Luego de forma inesperada añadió:

—¿Crees en ello?

—¿Te refieres al apocalipsis: «Vendré deprisa» y todo lo demás? —pregunté, siempre incómoda de flirtear usando la fe. ¿No era ya bastante complicado? Después añadí—: Esa promesa fue hecha hace dos mil años y algunas personas que conozco todavía contienen la respiración. Es preciso algo más tangible para engancharme a mí.

—¿En qué crees, entonces? —quiso saber Wolfgang.

—No estoy segura —admití—. Crecí entre los indios nez percé. Su sabiduría es lo más parecido a una educación religiosa que he recibido.
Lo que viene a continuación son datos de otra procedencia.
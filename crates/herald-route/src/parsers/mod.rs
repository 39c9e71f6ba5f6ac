//! Source parsers.
//!
//! This module provides the [`SourceParser`] trait and the built-in parsers
//! for the upstream formats Herald understands out of the box:
//!
//! | Parser | Format | Exact parse | Text fallback |
//! |--------|--------|-------------|---------------|
//! | [`TencentClsParser`] | log-service alarm envelopes | 0.9 | 0.6 |
//! | [`PrometheusParser`] | Alertmanager webhooks and single alerts | 0.9 | 0.6 |
//! | [`CodingCiParser`] | CI/CD build and event envelopes | 0.9 | 0.6 |
//! | [`GenericTextParser`] | anything (catch-all) | 0.3 | 0.3 |
//!
//! Custom formats are supported by implementing [`SourceParser`] and
//! registering the implementation with
//! [`ParserEngine::add_parser`](crate::engine::ParserEngine::add_parser).

use std::fmt;

use serde_json::Value;

use crate::config::EngineConfig;
use crate::types::ParseResult;

mod cls;
mod coding;
pub mod extract;
mod generic;
mod prometheus;

pub use cls::TencentClsParser;
pub use coding::CodingCiParser;
pub use generic::GenericTextParser;
pub use prometheus::PrometheusParser;

/// Confidence reported for a parse of the exact structured format.
pub const CONFIDENCE_EXACT: f64 = 0.9;
/// Confidence reported for a best-effort labeled-field text parse.
pub const CONFIDENCE_TEXT: f64 = 0.6;
/// Confidence reported by the catch-all parser.
pub const CONFIDENCE_GENERIC: f64 = 0.3;

/// Trait for source parsers.
///
/// Implement this trait to teach the engine a new upstream format. The
/// engine calls [`recognizes`](Self::recognizes) with the stringified
/// payload and, on a hit, [`parse`](Self::parse) with the payload itself.
pub trait SourceParser: Send + Sync + fmt::Debug {
    /// Returns the name of this parser, recorded in every message it produces.
    fn name(&self) -> &str;

    /// Returns a one-line description.
    fn description(&self) -> &str;

    /// Returns true if the stringified payload looks like this parser's format.
    fn recognizes(&self, input: &str) -> bool;

    /// Returns true if the engine should try this parser regardless of
    /// [`recognizes`](Self::recognizes).
    fn is_catch_all(&self) -> bool {
        false
    }

    /// Parses a payload (a decoded value or a JSON/text string).
    ///
    /// A recognized but sparse payload succeeds with defaulted fields;
    /// failure is reserved for data whose shape the parser cannot work with.
    fn parse(&self, raw: &Value) -> ParseResult;
}

/// Returns the built-in parsers in dispatch order, catch-all last.
#[must_use]
pub fn builtin_parsers(config: &EngineConfig) -> Vec<Box<dyn SourceParser>> {
    vec![
        Box::new(TencentClsParser::with_config(config)),
        Box::new(PrometheusParser::with_config(config)),
        Box::new(CodingCiParser::with_config(config)),
        Box::new(GenericTextParser::with_config(config)),
    ]
}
Supongo que creo lo que ellos creen, en cuanto a la idea de una nueva era.

Terminé de explicarme mientras andábamos por el pasillo: —Como la mayoría de tribus, los nez percé creen que los nativos americanos son el pueblo elegido para dar lugar a la transición. A finales del siglo pasado hubo un profeta llamado Wovoka, un paiute de Nevada. Durante una enfermedad tuvo una visión que le reveló lo que sucedería al final de los tiempos, que para los paiute señalaría el inicio del nuevo eón. Wovoka aprendió una danza visionaria e inspirada que permite alas personas cruzar la frontera entre el mundo tangible y el espritual. Las personas tenían que bailar cogidas de la mano, en círculo cinco días seguidos, todos los años. Lo llamó
wanagi wacipi,
la danza del espíritu.

»Los bailarines invocan al hijo del Gran Espíritu; éste llegará como un torbellino y todos los
wasichu,
vosotros los hijos de lengua bífida de los europeos, que destrozáis todo lo que tocáis, seréis borrados de la faz de la tierra. Los espíritus ancestrales regresarán a la tierra, junto con el bisonte que fue asesinado sin piedad por el hombre blanco. La Madre Tierra vuelve a ser bella y vivimos en armonía con la naturaleza, como se veía en las visiones antiguas.

—Es muy bonito —afirmó Wolfgang—. ¿Y de verdad es eso lo que crees, esa imagen armónica del paraíso recuperado?